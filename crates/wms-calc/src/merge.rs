//! 分配行合併

use std::collections::BTreeMap;
use wms_core::{
    AllocationId, DemandId, LocationId, LotId, PackageId, PartnerId, ProductId, Result,
    TransferId, Warehouse,
};

/// 合併鍵：(物料, 來源, 目的, 包裝, 批號, 貨主, 需求)
pub type MergeKey = (
    ProductId,
    LocationId,
    LocationId,
    Option<PackageId>,
    Option<LotId>,
    Option<PartnerId>,
    DemandId,
);

/// 分配行合併器
pub struct Merger;

impl Merger {
    /// 可合併的分配行分組（尚未作業、需求未結束）
    pub fn group(
        store: &Warehouse,
        transfer: TransferId,
    ) -> Result<BTreeMap<MergeKey, Vec<AllocationId>>> {
        let mut groups: BTreeMap<MergeKey, Vec<AllocationId>> = BTreeMap::new();
        for id in store.allocations_of_transfer(transfer) {
            let allocation = store.allocation(id)?;
            let rounding = store.rounding(allocation.product)?;
            if allocation.is_started(&rounding) || store.demand(allocation.demand)?.is_closed() {
                continue;
            }
            let key = (
                allocation.product,
                allocation.location_src,
                allocation.location_dest,
                allocation.package,
                allocation.lot,
                allocation.owner,
                allocation.demand,
            );
            groups.entry(key).or_default().push(id);
        }
        Ok(groups)
    }

    /// 合併同組分配行，返回被合併掉的分配行
    ///
    /// 第一筆保留並承接整組數量；預留維度相同，庫存預留不變。
    pub fn merge(store: &mut Warehouse, transfer: TransferId) -> Result<Vec<AllocationId>> {
        let mut removed = Vec::new();
        for (_, ids) in Self::group(store, transfer)? {
            let Some((&survivor, rest)) = ids.split_first() else {
                continue;
            };
            if rest.is_empty() {
                continue;
            }
            for &id in rest {
                let merged = store.forget_allocation(id)?;
                store.allocation_mut(survivor)?.ordered_quantity += merged.ordered_quantity;
                removed.push(id);
            }
        }
        if !removed.is_empty() {
            tracing::info!("調撥單 {} 合併 {} 筆分配行", transfer, removed.len());
        }
        Ok(removed)
    }
}

#[cfg(test)]
mod tests {
    use super::*;
    use proptest::prelude::*;
    use rust_decimal::Decimal;
    use wms_core::{Allocation, Location, Product, Tracking, Transfer, TransferTypeConfig};

    fn setup(lines: &[(i64, i64)]) -> (Warehouse, TransferId, Vec<AllocationId>) {
        let mut store = Warehouse::new();
        let product = store.add_product(Product::new("Apple", Tracking::None));
        let stock = store.add_location(Location::new("Stock"));
        let output = store.add_location(Location::new("Output"));
        let kind = store.add_transfer_type(TransferTypeConfig::new("Pick"));
        let transfer = store.add_transfer(Transfer::new("PICK0001", kind, stock, output));
        let total: i64 = lines.iter().map(|(ordered, _)| ordered).sum();
        let demand = store
            .add_transfer_demand(transfer, product, Decimal::from(total))
            .unwrap();

        let ids = lines
            .iter()
            .map(|&(ordered, done)| {
                let mut allocation =
                    Allocation::for_demand(store.demand(demand).unwrap(), Decimal::from(ordered));
                allocation.done_quantity = Decimal::from(done);
                store.add_allocation(allocation)
            })
            .collect();
        (store, transfer, ids)
    }

    fn total(store: &Warehouse, transfer: TransferId) -> Decimal {
        store
            .allocations_of_transfer(transfer)
            .iter()
            .map(|id| store.allocation(*id).unwrap().ordered_quantity)
            .sum()
    }

    #[test]
    fn test_merge_identical_lines() {
        let (mut store, transfer, ids) = setup(&[(2, 0), (3, 0), (4, 0)]);
        let removed = Merger::merge(&mut store, transfer).unwrap();

        assert_eq!(removed, vec![ids[1], ids[2]]);
        assert_eq!(store.allocations_of_transfer(transfer), vec![ids[0]]);
        assert_eq!(store.allocation(ids[0]).unwrap().ordered_quantity, Decimal::from(9));
    }

    #[test]
    fn test_merge_skips_worked_lines() {
        let (mut store, transfer, ids) = setup(&[(2, 2), (3, 0)]);
        let removed = Merger::merge(&mut store, transfer).unwrap();

        assert!(removed.is_empty());
        assert_eq!(store.allocations_of_transfer(transfer), ids);
    }

    #[test]
    fn test_merge_respects_lot() {
        let (mut store, transfer, ids) = setup(&[(2, 0), (3, 0)]);
        store.allocation_mut(ids[1]).unwrap().lot = Some(LotId(99));
        assert!(Merger::merge(&mut store, transfer).unwrap().is_empty());
    }

    proptest! {
        #[test]
        fn prop_merge_is_safe(lines in prop::collection::vec((1i64..20, 0i64..3), 1..10)) {
            // done 只取 0 或等於 ordered
            let lines: Vec<(i64, i64)> = lines
                .into_iter()
                .map(|(ordered, flag)| (ordered, if flag == 0 { ordered } else { 0 }))
                .collect();
            let (mut store, transfer, ids) = setup(&lines);
            let before = total(&store, transfer);

            let removed = Merger::merge(&mut store, transfer).unwrap();

            prop_assert_eq!(total(&store, transfer), before);
            for (id, (ordered, done)) in ids.iter().zip(&lines) {
                if *done > 0 {
                    prop_assert!(!removed.contains(id));
                    let allocation = store.allocation(*id).unwrap();
                    prop_assert_eq!(allocation.ordered_quantity, Decimal::from(*ordered));
                }
            }
        }
    }
}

========

**Your task**. Write every line of the material out again exactly.

**Written answer**.
filename crates/wms-calc/src/merge.rs
//! 分配行合併

use std::collections::BTreeMap;
use wms_core::{
    AllocationId, DemandId, LocationId, LotId, PackageId, PartnerId, ProductId, Result,
    TransferId, Warehouse,
};

/// 合併鍵：(物料, 來源, 目的, 包裝, 批號, 貨主, 需求)
pub type MergeKey = (
    ProductId,
    LocationId,
    LocationId,
    Option<PackageId>,
    Option<LotId>,
    Option<PartnerId>,
    DemandId,
);

/// 分配行合併器
pub struct Merger;

impl Merger {
    /// 可合併的分配行分組（尚未作業、需求未結束）
    pub fn group(
        store: &Warehouse,
        transfer: TransferId,
    ) -> Result<BTreeMap<MergeKey, Vec<AllocationId>>> {
        let mut groups: BTreeMap<MergeKey, Vec<AllocationId>> = BTreeMap::new();
        for id in store.allocations_of_transfer(transfer) {
            let allocation = store.allocation(id)?;
            let rounding = store.rounding(allocation.product)?;
            if allocation.is_started(&rounding) || store.demand(allocation.demand)?.is_closed() {
                continue;
            }
            let key = (
                allocation.product,
                allocation.location_src,
                allocation.location_dest,
                allocation.package,
                allocation.lot,
                allocation.owner,
                allocation.demand,
            );
            groups.entry(key).or_default().push(id);
        }
        Ok(groups)
    }

    /// 合併同組分配行，返回被合併掉的分配行
    ///
    /// 第一筆保留並承接整組數量；預留維度相同，庫存預留不變。
    pub fn merge(store: &mut Warehouse, transfer: TransferId) -> Result<Vec<AllocationId>> {
        let mut removed = Vec::new();
        for (_, ids) in Self::group(store, transfer)? {
            let Some((&survivor, rest)) = ids.split_first() else {
                continue;
            };
            if rest.is_empty() {
                continue;
            }
            for &id in rest {
                let merged = store.forget_allocation(id)?;
                store.allocation_mut(survivor)?.ordered_quantity += merged.ordered_quantity;
                removed.push(id);
            }
        }
        if !removed.is_empty() {
            tracing::info!("調撥單 {} 合併 {} 筆分配行", transfer, removed.len());
        }
        Ok(removed)
    }
}

#[cfg(test)]
mod tests {
    use super::*;
    use proptest::prelude::*;
    use rust_decimal::Decimal;
    use wms_core::{Allocation, Location, Product, Tracking, Transfer, TransferTypeConfig};

    fn setup(lines: &[(i64, i64)]) -> (Warehouse, TransferId, Vec<AllocationId>) {
        let mut store = Warehouse::new();
        let product = store.add_product(Product::new("Apple", Tracking::None));
        let stock = store.add_location(Location::new("Stock"));
        let output = store.add_location(Location::new("Output"));
        let kind = store.add_transfer_type(TransferTypeConfig::new("Pick"));
        let transfer = store.add_transfer(Transfer::new("PICK0001", kind, stock, output));
        let total: i64 = lines.iter().map(|(ordered, _)| ordered).sum();
        let demand = store
            .add_transfer_demand(transfer, product, Decimal::from(total))
            .unwrap();

        let ids = lines
            .iter()
            .map(|&(ordered, done)| {
                let mut allocation =
                    Allocation::for_demand(store.demand(demand).unwrap(), Decimal::from(ordered));
                allocation.done_quantity = Decimal::from(done);
                store.add_allocation(allocation)
            })
            .collect();
        (store, transfer, ids)
    }

    fn total(store: &Warehouse, transfer: TransferId) -> Decimal {
        store
            .allocations_of_transfer(transfer)
            .iter()
            .map(|id| store.allocation(*id).unwrap().ordered_quantity)
            .sum()
    }

    #[test]
    fn test_merge_identical_lines() {
        let (mut store, transfer, ids) = setup(&[(2, 0), (3, 0), (4, 0)]);
        let removed = Merger::merge(&mut store, transfer).unwrap();

        assert_eq!(removed, vec![ids[1], ids[2]]);
        assert_eq!(store.allocations_of_transfer(transfer), vec![ids[0]]);
        assert_eq!(store.allocation(ids[0]).unwrap().ordered_quantity, Decimal::from(9));
    }

    #[test]
    fn test_merge_skips_worked_lines() {
        let (mut store, transfer, ids) = setup(&[(2, 2), (3, 0)]);
        let removed = Merger::merge(&mut store, transfer).unwrap();

        assert!(removed.is_empty());
        assert_eq!(store.allocations_of_transfer(transfer), ids);
    }

    #[test]
    fn test_merge_respects_lot() {
        let (mut store, transfer, ids) = setup(&[(2, 0), (3, 0)]);
        store.allocation_mut(ids[1]).unwrap().lot = Some(LotId(99));
        assert!(Merger::merge(&mut store, transfer).unwrap().is_empty());
    }

    proptest! {
        #[test]
        fn prop_merge_is_safe(lines in prop::collection::vec((1i64..20, 0i64..3), 1..10)) {
            // done 只取 0 或等於 ordered
            let lines: Vec<(i64, i64)> = lines
                .into_iter()
                .map(|(ordered, flag)| (ordered, if flag == 0 { ordered } else { 0 }))
                .collect();
            let (mut store, transfer, ids) = setup(&lines);
            let before = total(&store, transfer);

            let removed = Merger::merge(&mut store, transfer).unwrap();

            prop_assert_eq!(total(&store, transfer), before);
            for (id, (ordered, done)) in ids.iter().zip(&lines) {
                if *done > 0 {
                    prop_assert!(!removed.contains(id));
                    let allocation = store.allocation(*id).unwrap();
                    prop_assert_eq!(allocation.ordered_quantity, Decimal::from(*ordered));
                }
            }
        }
    }
}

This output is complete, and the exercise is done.